Min Pins tend to be one person dogs. The one she set her sights on was Danny. She adored him, flirting in the most ladylike way. Meanwhile we tried to decide on a name. Danny wanted Tess or Connie. I’m not keen on human names for dogs. She was strong willed and haughty.
“She is so elegant that she ought to be named after European minor dignitaries. How about The Contessa?”
Danny agreed in an instant.
Within a week I realised that I’d been fooled. It was The Contessa but Connie when he was feeling soft. We like Min Pins as a breed as they all have strong personalities and a large independent streak. Danny was The Contessa’s human pet. During the last few years of her life she was my darling too, Our Tess, the little Elf Princess.

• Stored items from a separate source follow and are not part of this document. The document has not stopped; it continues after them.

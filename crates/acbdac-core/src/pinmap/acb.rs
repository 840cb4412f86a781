//! Built-in ACB pin map

use super::{PinMap, PinMapError};
use crate::types::{ChannelAddress, DeviceAddress, LogicalBusId, SubChannel};

/// (name, bus, address, output)
type TableEntry = (&'static str, u8, u8, SubChannel);

/// ADC inputs wired so far
const ACB_CHANNELS: &[TableEntry] = &[
    ("SPI0_CS0_IN4", 0, 0x61, SubChannel::A),
    ("SPI0_CS0_IN5", 0, 0x61, SubChannel::B),
    ("SPI0_CS0_IN6", 0, 0x61, SubChannel::C),
    ("SPI0_CS0_IN7", 0, 0x61, SubChannel::D),
];

impl PinMap {
    /// The ACB's ADC input pins
    pub fn acb() -> Result<Self, PinMapError> {
        Self::from_table(ACB_CHANNELS)
    }

    fn from_table(table: &[TableEntry]) -> Result<Self, PinMapError> {
        let entries = table
            .iter()
            .map(|&(name, bus, address, output)| {
                let invalid = |e: crate::Error| PinMapError::InvalidEntry {
                    name: name.to_string(),
                    reason: e.to_string(),
                };
                let bus = LogicalBusId::new(bus).map_err(invalid)?;
                let address = DeviceAddress::new(address).map_err(invalid)?;
                Ok((name, ChannelAddress::new(bus, address, output)))
            })
            .collect::<Result<Vec<_>, PinMapError>>()?;
        Self::new(entries)
    }
}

So what changed? How did I grow to love The Contessa? During the first months it was hard to countenance this. As Danny played with her on the lawn, Quito and I sat hunched in the kitchen. Had it been a ghastly mistake? The match had been made for Dr Q not us. Contessa regaled Dr Q with nasty quick snaps (we called these Snakeheads). When she came on heat she rushed for her cage for protection. It was very sad.
After six years we bought another pup. Inca. The Contessa growled and roared at her through the bars of Inca’s puppy cage. Dr Q was far more encouraging – he licked Inca through the bars and when she was big enough to be released and not be eaten by The Contessa, he played with Inca endlessly.
He might have goofy teeth but he was top dog.
Inca’s arrival heralded a change in Contessa. Suddenly she was keen to display that Dr Q was her beloved husband (Q adored this switch and as she grew, Inca ignored her decrees). Gradually The Contessa bewitched me too. When I became ill we spent many hours together up in the giant bed – the Min Pins love warmth and comfort. She became affectionate and would sleep up on the pillows close to my head.
The Contessa died suddenly on Friday night. The cottage has been strangely quiet since then. She was never a noisy dog and had the elegance and grace of a gazelle. I think that the entire household is sad – it was a shock for all of us.
Last night I dreamt briefly about The Contessa. She suddenly appeared and walked away across the sitting room – she didn’t look back.
Leave a reply
I’m so sorry for your loss. I too have loved and lost dear pets, my children really, and know the pain you’re going through. Time will make it better and you’ll never forget her, but perhaps in time a new little friend will come along and bring you all new love.
Best wishes,
J
RIP The Contessa.
It is SO very sad when you lose that special someone. Its your baby.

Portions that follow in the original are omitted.